**What to do:** Without leaving out a single line, copy the records exactly.

**Input records:**
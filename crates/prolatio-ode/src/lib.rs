//! # prolatio-ode
//!
//! Certified analytic continuation for linear ODEs with polynomial
//! coefficients over the Gaussian rationals.
//!
//! The crate answers one question rigorously: given an operator
//! `p_r(z) y^(r) + … + p_1(z) y' + p_0(z) y = 0`, initial conditions at a
//! base point, and a polygonal path avoiding the singular locus, what is
//! the value of the solution at the end of the path? The answer is an
//! enclosure: a complex ball guaranteed to contain the true value, with a
//! radius no larger than the requested target.
//!
//! The pipeline:
//! - [`operator::DiffOp`] holds the operator and classifies expansion
//!   points (ordinary, regular singular, irregular singular);
//! - [`local::LocalBasis`] builds the canonical local solution basis at a
//!   point, including Frobenius elements with logarithms;
//! - [`bounds`] certifies truncation tails of the local expansions;
//! - [`step`] walks the path, carrying coefficient vectors between
//!   expansion centres;
//! - [`eval::evaluate`] wraps the walk in precision escalation and the
//!   error taxonomy of [`error::EvalError`].

#![warn(missing_docs)]
#![warn(clippy::all)]
#![warn(clippy::pedantic)]
#![allow(clippy::many_single_char_names)]
#![allow(clippy::cast_precision_loss)]
#![allow(clippy::cast_possible_truncation)]
#![allow(clippy::cast_sign_loss)]

pub mod bounds;
pub mod coeffs;
pub mod error;
pub mod eval;
pub mod local;
pub mod matrix;
pub mod operator;
pub mod path;
pub mod poly;
pub mod precision;
mod proptests;
pub mod step;

pub use coeffs::{PathPoint, QiNum};
pub use error::EvalError;
pub use eval::{evaluate, evaluate_batch, evaluate_with_observer, EvalOptions};
pub use local::LocalBasis;
pub use operator::{DiffOp, PointKind};
pub use poly::QPoly;
pub use step::{Budget, Observer, StepInfo};
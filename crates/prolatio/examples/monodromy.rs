//! Continues √z once around the origin and walks a logarithmic branch
//! point on both sides, printing the certified enclosures.

use prolatio::prelude::*;

fn z(n: i64) -> QiNum {
    QiNum::from_integer(n)
}

fn b(n: i64) -> ComplexBall {
    ComplexBall::from_i64(n, 64)
}

fn qp(cs: &[i64]) -> QPoly {
    QPoly::new(cs.iter().map(|&n| QiNum::from_integer(n)).collect())
}

fn main() {
    let opts = EvalOptions {
        target_error: 1e-40,
        ..EvalOptions::default()
    };

    // 2z y' - y = 0: the solution through y(1) = 1 is √z. One loop
    // around the branch point at the origin flips the sign.
    let sqrt_op = DiffOp::new(vec![qp(&[-1]), qp(&[0, 2])]).unwrap();
    let loop_path = [z(1), QiNum::i(), z(-1), -QiNum::i(), z(1)];
    let looped = evaluate(&sqrt_op, &[b(1)], &loop_path, &opts).unwrap();
    println!("sqrt(1) after one loop around 0: {}", looped[0]);

    // (4z - 1) y'' + 4 y' = 0: the solution through y(0) = 0, y'(0) = 1
    // picks up different logarithm branches above and below z = 1/4.
    let log_op =
        DiffOp::new(vec![QPoly::zero(), qp(&[4]), qp(&[-1, 4])]).unwrap();
    let half_i = QiNum::i() * QiNum::from_ratio(1, 2);
    let initial = [b(0), b(1)];
    let above =
        evaluate(&log_op, &initial, &[z(0), half_i.clone(), z(1)], &opts)
            .unwrap();
    let below =
        evaluate(&log_op, &initial, &[z(0), -half_i, z(1)], &opts).unwrap();
    println!("detour above the branch point: {}", above[0]);
    println!("detour below the branch point: {}", below[0]);
}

**Output below:**
filename crates/prolatio-ode/src/lib.rs
//! # prolatio-ode
//!
//! Certified analytic continuation for linear ODEs with polynomial
//! coefficients over the Gaussian rationals.
//!
//! The crate answers one question rigorously: given an operator
//! `p_r(z) y^(r) + … + p_1(z) y' + p_0(z) y = 0`, initial conditions at a
//! base point, and a polygonal path avoiding the singular locus, what is
//! the value of the solution at the end of the path? The answer is an
//! enclosure: a complex ball guaranteed to contain the true value, with a
//! radius no larger than the requested target.
//!
//! The pipeline:
//! - [`operator::DiffOp`] holds the operator and classifies expansion
//!   points (ordinary, regular singular, irregular singular);
//! - [`local::LocalBasis`] builds the canonical local solution basis at a
//!   point, including Frobenius elements with logarithms;
//! - [`bounds`] certifies truncation tails of the local expansions;
//! - [`step`] walks the path, carrying coefficient vectors between
//!   expansion centres;
//! - [`eval::evaluate`] wraps the walk in precision escalation and the
//!   error taxonomy of [`error::EvalError`].

#![warn(missing_docs)]
#![warn(clippy::all)]
#![warn(clippy::pedantic)]
#![allow(clippy::many_single_char_names)]
#![allow(clippy::cast_precision_loss)]
#![allow(clippy::cast_possible_truncation)]
#![allow(clippy::cast_sign_loss)]

pub mod bounds;
pub mod coeffs;
pub mod error;
pub mod eval;
pub mod local;
pub mod matrix;
pub mod operator;
pub mod path;
pub mod poly;
pub mod precision;
mod proptests;
pub mod step;

pub use coeffs::{PathPoint, QiNum};
pub use error::EvalError;
pub use eval::{evaluate, evaluate_batch, evaluate_with_observer, EvalOptions};
pub use local::LocalBasis;
pub use operator::{DiffOp, PointKind};
pub use poly::QPoly;
pub use step::{Budget, Observer, StepInfo};
filename crates/prolatio/examples/monodromy.rs
//! Continues √z once around the origin and walks a logarithmic branch
//! point on both sides, printing the certified enclosures.

use prolatio::prelude::*;

fn z(n: i64) -> QiNum {
    QiNum::from_integer(n)
}

fn b(n: i64) -> ComplexBall {
    ComplexBall::from_i64(n, 64)
}

fn qp(cs: &[i64]) -> QPoly {
    QPoly::new(cs.iter().map(|&n| QiNum::from_integer(n)).collect())
}

fn main() {
    let opts = EvalOptions {
        target_error: 1e-40,
        ..EvalOptions::default()
    };

    // 2z y' - y = 0: the solution through y(1) = 1 is √z. One loop
    // around the branch point at the origin flips the sign.
    let sqrt_op = DiffOp::new(vec![qp(&[-1]), qp(&[0, 2])]).unwrap();
    let loop_path = [z(1), QiNum::i(), z(-1), -QiNum::i(), z(1)];
    let looped = evaluate(&sqrt_op, &[b(1)], &loop_path, &opts).unwrap();
    println!("sqrt(1) after one loop around 0: {}", looped[0]);

    // (4z - 1) y'' + 4 y' = 0: the solution through y(0) = 0, y'(0) = 1
    // picks up different logarithm branches above and below z = 1/4.
    let log_op =
        DiffOp::new(vec![QPoly::zero(), qp(&[4]), qp(&[-1, 4])]).unwrap();
    let half_i = QiNum::i() * QiNum::from_ratio(1, 2);
    let initial = [b(0), b(1)];
    let above =
        evaluate(&log_op, &initial, &[z(0), half_i.clone(), z(1)], &opts)
            .unwrap();
    let below =
        evaluate(&log_op, &initial, &[z(0), -half_i, z(1)], &opts).unwrap();
    println!("detour above the branch point: {}", above[0]);
    println!("detour below the branch point: {}", below[0]);
}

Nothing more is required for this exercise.